Summary: | Os acontecimentos que marcaram a Primavera Árabe, a partir de janeiro de 2011, inspiraram uma
série de manifestações populares em países localizados do Norte ao Sul Global. Movimentos de
protesto, de resistência e de “indignação” ocorreram em vários países com diferenciados contextos
políticos, econômicos e culturais. O espectro dos protestos atravessou o Atlântico e acampou no
coração financeiro dos Estados Unidos, Wall Street, em setembro deste mesmo ano. Mesmo as
ações do Sul (árabe) e do Norte (europeu e estadunidense) terem sido iniciadas por razões locais e
nacionais muito diversas, o fato é que os movimentos sulistas inspiraram manifestantes dos países
de capitalismo avançado. Neste sentido, a ocupação do Sul/Norte tem ocorrido desde o Sul.

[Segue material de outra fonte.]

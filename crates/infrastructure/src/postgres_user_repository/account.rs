use super::*;

impl PostgresUserRepository {
    pub(super) async fn insert_impl(&self, user: &User) -> AppResult<()> {
        sqlx::query(
            r#"
            INSERT INTO users (
                id, login, first_name, last_name, email, password_hash,
                password_salt, role, created_at, updated_at
            )
            VALUES ($1, $2, $3, $4, $5, $6, $7, $8, $9, $10)
            "#,
        )
        .bind(user.id.as_uuid())
        .bind(user.login.as_str())
        .bind(user.first_name.as_deref())
        .bind(user.last_name.as_deref())
        .bind(user.email.as_str())
        .bind(user.password_hash.as_str())
        .bind(user.password_salt.as_str())
        .bind(user.role.as_str())
        .bind(user.created_at)
        .bind(user.updated_at)
        .execute(&self.pool)
        .await
        .map_err(|error| login_or_email_conflict_or_internal(error, "create user"))?;

        Ok(())
    }

    pub(super) async fn save_impl(&self, user: &User) -> AppResult<()> {
        let result = sqlx::query(
            r#"
            UPDATE users
            SET login = $2,
                first_name = $3,
                last_name = $4,
                email = $5,
                password_hash = $6,
                password_salt = $7,
                role = $8,
                updated_at = $9
            WHERE id = $1
            "#,
        )
        .bind(user.id.as_uuid())
        .bind(user.login.as_str())
        .bind(user.first_name.as_deref())
        .bind(user.last_name.as_deref())
        .bind(user.email.as_str())
        .bind(user.password_hash.as_str())
        .bind(user.password_salt.as_str())
        .bind(user.role.as_str())
        .bind(user.updated_at)
        .execute(&self.pool)
        .await
        .map_err(|error| login_or_email_conflict_or_internal(error, "update user"))?;

        if result.rows_affected() == 0 {
            return Err(AppError::NotFound(format!("user '{}' not found", user.id)));
        }

        Ok(())
    }

    pub(super) async fn delete_impl(&self, user_id: UserId) -> AppResult<bool> {
        let result = sqlx::query(
            r#"
            DELETE FROM users
            WHERE id = $1
            "#,
        )
        .bind(user_id.as_uuid())
        .execute(&self.pool)
        .await
        .map_err(|error| AppError::Internal(format!("failed to delete user: {error}")))?;

        Ok(result.rows_affected() > 0)
    }
}
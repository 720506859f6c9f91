use axum::Json;
use axum::extract::{Extension, Path, State};
use axum::http::StatusCode;
use movify_core::{AppError, Principal, Role};
use movify_domain::{UserId, UserLookup};
use uuid::Uuid;

use crate::dto::{CreateUserRequest, SearchUserRequest, UpdateUserRequest, UserResponse};
use crate::error::ApiResult;
use crate::middleware::ensure_self_or_admin;
use crate::state::AppState;

pub async fn search_user_handler(
    State(state): State<AppState>,
    Extension(principal): Extension<Principal>,
    Json(payload): Json<SearchUserRequest>,
) -> ApiResult<Json<UserResponse>> {
    let user = state.user_service.find(&payload.into_lookup()?).await?;
    ensure_self_or_admin(&state, &principal, user.id).await?;
    Ok(Json(UserResponse::from(user)))
}

pub async fn get_user_handler(
    State(state): State<AppState>,
    Extension(principal): Extension<Principal>,
    Path(user_id): Path<Uuid>,
) -> ApiResult<Json<UserResponse>> {
    let user_id = UserId::from_uuid(user_id);
    ensure_self_or_admin(&state, &principal, user_id).await?;

    let user = state.user_service.find(&UserLookup::Id(user_id)).await?;
    Ok(Json(UserResponse::from(user)))
}

pub async fn create_user_handler(
    State(state): State<AppState>,
    Json(payload): Json<CreateUserRequest>,
) -> ApiResult<(StatusCode, Json<UserResponse>)> {
    let user = state.user_service.create(payload.into()).await?;
    Ok((StatusCode::CREATED, Json(UserResponse::from(user))))
}

pub async fn update_user_handler(
    State(state): State<AppState>,
    Extension(principal): Extension<Principal>,
    Path(user_id): Path<Uuid>,
    Json(payload): Json<UpdateUserRequest>,
) -> ApiResult<Json<UserResponse>> {
    let user_id = UserId::from_uuid(user_id);
    ensure_self_or_admin(&state, &principal, user_id).await?;
    if payload.role.is_some() && principal.role() != Role::Admin {
        return Err(AppError::Forbidden("only admins may change roles".to_owned()).into());
    }

    let user = state.user_service.update(user_id, payload.into()).await?;
    Ok(Json(UserResponse::from(user)))
}

pub async fn delete_user_handler(
    State(state): State<AppState>,
    Path(user_id): Path<Uuid>,
) -> ApiResult<StatusCode> {
    state.user_service.delete(UserId::from_uuid(user_id)).await?;
    Ok(StatusCode::NO_CONTENT)
}

pub async fn grant_admin_handler(
    State(state): State<AppState>,
    Path(user_id): Path<Uuid>,
) -> ApiResult<Json<UserResponse>> {
    let user = state
        .user_service
        .grant_admin(UserId::from_uuid(user_id))
        .await?;
    Ok(Json(UserResponse::from(user)))
}
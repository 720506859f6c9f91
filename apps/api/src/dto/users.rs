use chrono::{DateTime, Utc};
use movify_core::{AppResult, Role};
use movify_domain::{NewUser, User, UserLookup, UserPatch, UserSearchType};
use serde::{Deserialize, Serialize};
use uuid::Uuid;

/// Lookup by one of the user's unique fields.
#[derive(Debug, Deserialize)]
pub struct SearchUserRequest {
    pub search_type: UserSearchType,
    pub user_id: Option<Uuid>,
    pub login: Option<String>,
    pub email: Option<String>,
}

impl SearchUserRequest {
    pub fn into_lookup(self) -> AppResult<UserLookup> {
        UserLookup::from_search(self.search_type, self.user_id, self.login, self.email)
    }
}

/// Incoming payload for admin-created users.
#[derive(Debug, Deserialize)]
pub struct CreateUserRequest {
    pub login: String,
    pub first_name: Option<String>,
    pub last_name: Option<String>,
    pub email: String,
    pub password_hash: String,
    pub password_salt: String,
    pub role: Role,
}

impl From<CreateUserRequest> for NewUser {
    fn from(value: CreateUserRequest) -> Self {
        Self {
            login: value.login,
            first_name: value.first_name,
            last_name: value.last_name,
            email: value.email,
            password_hash: value.password_hash,
            password_salt: value.password_salt,
            role: value.role,
        }
    }
}

/// Incoming payload for a partial user update.
#[derive(Debug, Default, Deserialize)]
pub struct UpdateUserRequest {
    pub login: Option<String>,
    pub first_name: Option<String>,
    pub last_name: Option<String>,
    pub email: Option<String>,
    pub role: Option<Role>,
}

impl From<UpdateUserRequest> for UserPatch {
    fn from(value: UpdateUserRequest) -> Self {
        Self {
            login: value.login,
            first_name: value.first_name,
            last_name: value.last_name,
            email: value.email,
            role: value.role,
        }
    }
}

/// API representation of a user. Stored credentials are never exposed.
#[derive(Debug, Serialize)]
pub struct UserResponse {
    pub id: Uuid,
    pub login: String,
    pub first_name: Option<String>,
    pub last_name: Option<String>,
    pub email: String,
    pub role: Role,
    pub created_at: DateTime<Utc>,
    pub updated_at: DateTime<Utc>,
}

impl From<User> for UserResponse {
    fn from(value: User) -> Self {
        Self {
            id: value.id.as_uuid(),
            login: value.login,
            first_name: value.first_name,
            last_name: value.last_name,
            email: value.email,
            role: value.role,
            created_at: value.created_at,
            updated_at: value.updated_at,
        }
    }
}
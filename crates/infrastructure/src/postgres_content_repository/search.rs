use sqlx::{Postgres, QueryBuilder};

use super::*;

impl PostgresContentRepository {
    pub(super) async fn search_impl(
        &self,
        filter: &ContentFilter,
        page: PageRequest,
    ) -> AppResult<Page<Content>> {
        let mut count: QueryBuilder<'_, Postgres> =
            QueryBuilder::new("SELECT COUNT(*) FROM contents");
        push_filter(&mut count, filter);

        let total: i64 = count
            .build_query_scalar()
            .fetch_one(&self.pool)
            .await
            .map_err(|error| AppError::Internal(format!("failed to count contents: {error}")))?;

        let mut select: QueryBuilder<'_, Postgres> =
            QueryBuilder::new(format!("SELECT {CONTENT_COLUMNS} FROM contents"));
        push_filter(&mut select, filter);
        select.push(" ORDER BY title, id LIMIT ");
        select.push_bind(page.limit());
        select.push(" OFFSET ");
        select.push_bind(page.offset());

        let rows = select
            .build_query_as::<ContentRow>()
            .fetch_all(&self.pool)
            .await
            .map_err(|error| AppError::Internal(format!("failed to search contents: {error}")))?;

        let items = self.assemble(rows).await?;
        Ok(Page::new(items, u64::try_from(total).unwrap_or_default(), page))
    }
}

fn push_filter(builder: &mut QueryBuilder<'_, Postgres>, filter: &ContentFilter) {
    let mut separator = " WHERE ";

    if let Some(fragment) = filter.title_fragment() {
        builder.push(separator);
        builder.push("title ILIKE ");
        builder.push_bind(format!("%{}%", escape_like(fragment)));
        builder.push(" ESCAPE '\\'");
        separator = " AND ";
    }
    if let Some(genre) = filter.genre {
        builder.push(separator);
        builder.push("genre = ");
        builder.push_bind(genre.as_str());
        separator = " AND ";
    }
    if let Some(age_restriction) = filter.age_restriction {
        builder.push(separator);
        builder.push("age_restriction = ");
        builder.push_bind(age_restriction.as_str());
        separator = " AND ";
    }
    if let Some(release_year) = filter.release_year {
        builder.push(separator);
        builder.push("release_year = ");
        builder.push_bind(release_year);
    }
}

/// Escapes `LIKE` wildcards so the fragment matches literally.
fn escape_like(fragment: &str) -> String {
    let mut escaped = String::with_capacity(fragment.len());
    for character in fragment.chars() {
        if matches!(character, '%' | '_' | '\\') {
            escaped.push('\\');
        }
        escaped.push(character);
    }
    escaped
}
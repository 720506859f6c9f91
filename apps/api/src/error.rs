use axum::Json;
use axum::http::StatusCode;
use axum::response::{IntoResponse, Response};
use movify_core::AppError;
use serde::Serialize;
use tracing::error;

/// API error payload.
#[derive(Debug, Serialize)]
pub struct ErrorResponse {
    message: String,
}

/// HTTP API error wrapper around core application errors.
#[derive(Debug)]
pub struct ApiError(pub AppError);

impl From<AppError> for ApiError {
    fn from(value: AppError) -> Self {
        Self(value)
    }
}

impl IntoResponse for ApiError {
    fn into_response(self) -> Response {
        let (status, message) = match self.0 {
            AppError::Validation(message) => (StatusCode::BAD_REQUEST, message),
            AppError::NotFound(message) => (StatusCode::NOT_FOUND, message),
            AppError::Conflict(message) => (StatusCode::CONFLICT, message),
            AppError::Unauthorized(message) => (StatusCode::UNAUTHORIZED, message),
            AppError::Forbidden(message) => (StatusCode::FORBIDDEN, message),
            AppError::RateLimited(message) => (StatusCode::TOO_MANY_REQUESTS, message),
            AppError::Internal(message) => {
                error!(%message, "request failed");
                (
                    StatusCode::INTERNAL_SERVER_ERROR,
                    "internal server error".to_owned(),
                )
            }
        };

        (status, Json(ErrorResponse { message })).into_response()
    }
}

/// Standard API result type.
pub type ApiResult<T> = Result<T, ApiError>;
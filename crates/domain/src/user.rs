//! Catalog user accounts.
//!
//! Credentials are issued by the upstream auth service; this crate only
//! stores the returned hash and salt.

use chrono::{DateTime, Utc};
use movify_core::{AppError, AppResult, Role};
use serde::{Deserialize, Serialize};
use uuid::Uuid;

use crate::ids::UserId;

/// Longest accepted login.
pub const LOGIN_MAX_LENGTH: usize = 64;

/// Validated email address.
#[derive(Debug, Clone, PartialEq, Eq, Hash, Serialize, Deserialize)]
pub struct EmailAddress(String);

impl EmailAddress {
    /// Creates a validated, lowercased email address.
    ///
    /// Requires exactly one `@`, a non-empty local part and a domain with at
    /// least one `.`.
    pub fn new(value: impl Into<String>) -> AppResult<Self> {
        let value = value.into();
        let normalized = value.trim().to_lowercase();

        if normalized.is_empty() {
            return Err(AppError::Validation(
                "email address must not be empty".to_owned(),
            ));
        }

        let Some((local, domain)) = normalized.split_once('@') else {
            return Err(AppError::Validation(
                "email address must contain exactly one '@'".to_owned(),
            ));
        };

        if local.is_empty() {
            return Err(AppError::Validation(
                "email local part must not be empty".to_owned(),
            ));
        }

        if domain.contains('@') {
            return Err(AppError::Validation(
                "email address must contain exactly one '@'".to_owned(),
            ));
        }

        if domain.is_empty() || !domain.contains('.') {
            return Err(AppError::Validation(
                "email domain must contain at least one '.'".to_owned(),
            ));
        }

        if normalized.len() > 254 {
            return Err(AppError::Validation(
                "email address must not exceed 254 characters".to_owned(),
            ));
        }

        Ok(Self(normalized))
    }

    /// Returns the validated email string.
    #[must_use]
    pub fn as_str(&self) -> &str {
        self.0.as_str()
    }
}

impl From<EmailAddress> for String {
    fn from(value: EmailAddress) -> Self {
        value.0
    }
}

/// Validates and trims a login name.
pub fn validate_login(login: &str) -> AppResult<String> {
    let trimmed = login.trim();

    if trimmed.is_empty() {
        return Err(AppError::Validation("login must not be empty".to_owned()));
    }

    if trimmed.chars().count() > LOGIN_MAX_LENGTH {
        return Err(AppError::Validation(format!(
            "login must not exceed {LOGIN_MAX_LENGTH} characters"
        )));
    }

    Ok(trimmed.to_owned())
}

/// Registered catalog user.
#[derive(Debug, Clone, PartialEq, Eq)]
pub struct User {
    /// User identifier.
    pub id: UserId,
    /// Unique login name.
    pub login: String,
    /// Given name.
    pub first_name: Option<String>,
    /// Family name.
    pub last_name: Option<String>,
    /// Unique normalized email.
    pub email: String,
    /// Password hash issued by the auth service.
    pub password_hash: String,
    /// Password salt issued by the auth service.
    pub password_salt: String,
    /// Access level.
    pub role: Role,
    /// Creation timestamp.
    pub created_at: DateTime<Utc>,
    /// Last modification timestamp.
    pub updated_at: DateTime<Utc>,
}

/// Input for creating a user.
#[derive(Debug, Clone, PartialEq, Eq)]
pub struct NewUser {
    /// Login name.
    pub login: String,
    /// Given name.
    pub first_name: Option<String>,
    /// Family name.
    pub last_name: Option<String>,
    /// Email address.
    pub email: String,
    /// Password hash issued by the auth service.
    pub password_hash: String,
    /// Password salt issued by the auth service.
    pub password_salt: String,
    /// Access level.
    pub role: Role,
}

/// Partial update; `None` fields keep the stored value.
#[derive(Debug, Clone, Default, PartialEq, Eq)]
pub struct UserPatch {
    /// New login.
    pub login: Option<String>,
    /// New given name.
    pub first_name: Option<String>,
    /// New family name.
    pub last_name: Option<String>,
    /// New email.
    pub email: Option<String>,
    /// New access level.
    pub role: Option<Role>,
}

impl User {
    /// Builds a user from validated input.
    pub fn create(input: NewUser, now: DateTime<Utc>) -> AppResult<Self> {
        let login = validate_login(&input.login)?;
        let email = EmailAddress::new(input.email)?;

        Ok(Self {
            id: UserId::new(),
            login,
            first_name: input.first_name,
            last_name: input.last_name,
            email: email.into(),
            password_hash: input.password_hash,
            password_salt: input.password_salt,
            role: input.role,
            created_at: now,
            updated_at: now,
        })
    }

    /// Merges present patch fields into this user.
    pub fn apply_patch(&mut self, patch: UserPatch, now: DateTime<Utc>) -> AppResult<()> {
        let login = patch.login.as_deref().map(validate_login).transpose()?;
        let email = patch.email.map(EmailAddress::new).transpose()?;

        if let Some(login) = login {
            self.login = login;
        }
        if patch.first_name.is_some() {
            self.first_name = patch.first_name;
        }
        if patch.last_name.is_some() {
            self.last_name = patch.last_name;
        }
        if let Some(email) = email {
            self.email = email.into();
        }
        if let Some(role) = patch.role {
            self.role = role;
        }

        self.updated_at = now;
        Ok(())
    }

    /// Replaces the stored credentials.
    pub fn replace_credentials(
        &mut self,
        password_hash: String,
        password_salt: String,
        now: DateTime<Utc>,
    ) {
        self.password_hash = password_hash;
        self.password_salt = password_salt;
        self.updated_at = now;
    }
}

/// Field a user search is keyed on.
#[derive(Debug, Clone, Copy, PartialEq, Eq, Serialize, Deserialize)]
#[serde(rename_all = "SCREAMING_SNAKE_CASE")]
pub enum UserSearchType {
    /// Search by identifier.
    Id,
    /// Search by login.
    Login,
    /// Search by email.
    Email,
}

/// Resolved user lookup, one variant per unique field.
#[derive(Debug, Clone, PartialEq, Eq)]
pub enum UserLookup {
    /// Lookup by identifier.
    Id(UserId),
    /// Lookup by login.
    Login(String),
    /// Lookup by email.
    Email(EmailAddress),
}

impl UserLookup {
    /// Builds a lookup from a search type and the matching field.
    pub fn from_search(
        search_type: UserSearchType,
        user_id: Option<Uuid>,
        login: Option<String>,
        email: Option<String>,
    ) -> AppResult<Self> {
        match search_type {
            UserSearchType::Id => user_id
                .map(|value| Self::Id(UserId::from_uuid(value)))
                .ok_or_else(|| missing_search_field("user_id")),
            UserSearchType::Login => {
                let login = login.ok_or_else(|| missing_search_field("login"))?;
                Ok(Self::Login(validate_login(&login)?))
            }
            UserSearchType::Email => {
                let email = email.ok_or_else(|| missing_search_field("email"))?;
                Ok(Self::Email(EmailAddress::new(email)?))
            }
        }
    }

    /// Returns whether `user` is the one this lookup designates.
    #[must_use]
    pub fn matches(&self, user: &User) -> bool {
        match self {
            Self::Id(id) => user.id == *id,
            Self::Login(login) => user.login == *login,
            Self::Email(email) => user.email == email.as_str(),
        }
    }
}

impl std::fmt::Display for UserLookup {
    fn fmt(&self, formatter: &mut std::fmt::Formatter<'_>) -> std::fmt::Result {
        match self {
            Self::Id(id) => write!(formatter, "id '{id}'"),
            Self::Login(login) => write!(formatter, "login '{login}'"),
            Self::Email(email) => write!(formatter, "email '{}'", email.as_str()),
        }
    }
}

fn missing_search_field(field: &str) -> AppError {
    AppError::Validation(format!("{field} is required for this search type"))
}
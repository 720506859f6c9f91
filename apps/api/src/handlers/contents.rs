use axum::Json;
use axum::extract::{Path, Query, State};
use axum::http::StatusCode;
use movify_domain::ContentId;
use uuid::Uuid;

use crate::dto::{
    ContentResponse, CreateContentRequest, EpisodeResponse, PageQuery, PageResponse,
    SearchContentRequest, UpdateContentRequest,
};
use crate::error::ApiResult;
use crate::state::AppState;

pub async fn list_contents_handler(
    State(state): State<AppState>,
    Query(query): Query<PageQuery>,
) -> ApiResult<Json<PageResponse<ContentResponse>>> {
    let page = state.content_service.list(query.into_request()?).await?;
    Ok(Json(PageResponse::from(page)))
}

pub async fn search_contents_handler(
    State(state): State<AppState>,
    Json(payload): Json<SearchContentRequest>,
) -> ApiResult<Json<PageResponse<ContentResponse>>> {
    let page = state
        .content_service
        .search(payload.filter(), payload.page.into_request()?)
        .await?;
    Ok(Json(PageResponse::from(page)))
}

pub async fn get_content_handler(
    State(state): State<AppState>,
    Path(content_id): Path<Uuid>,
) -> ApiResult<Json<ContentResponse>> {
    let content = state
        .content_service
        .get(ContentId::from_uuid(content_id))
        .await?;
    Ok(Json(ContentResponse::from(content)))
}

pub async fn list_content_episodes_handler(
    State(state): State<AppState>,
    Path(content_id): Path<Uuid>,
) -> ApiResult<Json<Vec<EpisodeResponse>>> {
    let episodes = state
        .content_service
        .episodes(ContentId::from_uuid(content_id))
        .await?
        .into_iter()
        .map(EpisodeResponse::from)
        .collect();
    Ok(Json(episodes))
}

pub async fn create_content_handler(
    State(state): State<AppState>,
    Json(payload): Json<CreateContentRequest>,
) -> ApiResult<(StatusCode, Json<ContentResponse>)> {
    let content = state.content_service.create(payload.into()).await?;
    Ok((StatusCode::CREATED, Json(ContentResponse::from(content))))
}

pub async fn update_content_handler(
    State(state): State<AppState>,
    Path(content_id): Path<Uuid>,
    Json(payload): Json<UpdateContentRequest>,
) -> ApiResult<Json<ContentResponse>> {
    let content = state
        .content_service
        .update(ContentId::from_uuid(content_id), payload.into())
        .await?;
    Ok(Json(ContentResponse::from(content)))
}

pub async fn delete_content_handler(
    State(state): State<AppState>,
    Path(content_id): Path<Uuid>,
) -> ApiResult<StatusCode> {
    state
        .content_service
        .delete(ContentId::from_uuid(content_id))
        .await?;
    Ok(StatusCode::NO_CONTENT)
}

Em pelo menos três continentes distintos, o ano de 2011 evidenciou as tensões e contradições
da convivência entre o capitalismo financeiro internacional e a democracia representativa. Por outro
lado, evidenciou que esta mesma democracia representativa, apesar de seus conhecidos limites, foi
pensada como um modelo alternativo para regimes historicamente fechados e não liberalizados
politicamente, particularmente nos casos do Norte da África e do Oriente Médio. Neste Zeitgeist
global dos protestos, diversos intelectuais e analistas procuram ainda compreender o significado
destes acontecimentos para a renovação da utopia, dos projetos de transformação e da crítica
radical.
Certamente, manifestações e mobilizações populares não são uma novidade histórica e
política. Entretanto, a sincronia de algumas características no âmbito das mobilizações atuais traz o
compartilhamento de alguns elementos comuns: um certo grau de espontaneidade e interreferência/influência, que não descarta ou anula a experiência e o engajamento prévios das vidas
associativas locais; o não alinhamento ou a ressignificação das noções oitocentistas europeias de
esquerda e direita; a ocupação e recuperação do potencial democrático das “ruas” como espaço
público; o protagonismo de pessoas (indignadas e insatisfeitas) e novos grupos coletivos, em
detrimento da presença de organizações tradicionais como partidos políticos, movimentos sociais e
sindicatos; uma heterodoxia em termos de performance e expressão – por exemplo, a utilização do
corpo e o ativismo sem rosto; a difusão e fragmentação das demandas que indeterminam uma noção
clara de projeto político ideológico; a utilização em larga escala das redes sociais do mundo virtual
para articulação e mobilização; a denúncia do esgotamento e dos limites do sistema político, tal
como hoje se apresenta nas democracias representativas do mundo ocidental; o questionamento da
ingerência do sistema econômico e da submissão aos interesses privados em diferentes níveis de
governo. Ainda, é importante notar inúmeros episódios de repressão violenta a estes movimentos
por parte das forças governantes.
O segundo Dossiê da Revista Sul-Americana de Ciência Política é especialmente dedicado às
análises teóricas e empíricas de movimentos de contestação que ocorreram desde a Primavera
Árabe de 2011 e que mais recentemente ocuparam também o Brasil. Este número reúne textos de
diversas orientações teórico-metodológicas, no âmbito da Ciência Política e das Relações
Internacionais. Os mesmos enfocam experiências locais, regionais, nacionais e/ou internacionais de
protestos e de ações de desobediência civil em diferentes locais do planeta.
Além disso, o leitor de RSulACP terá oportunidade de ler textos da seção de artigos livres,
que seguem logo abaixo ao Dossiê Ocupar desde o Sul.
Desejamos uma ótima leitura e inspiração!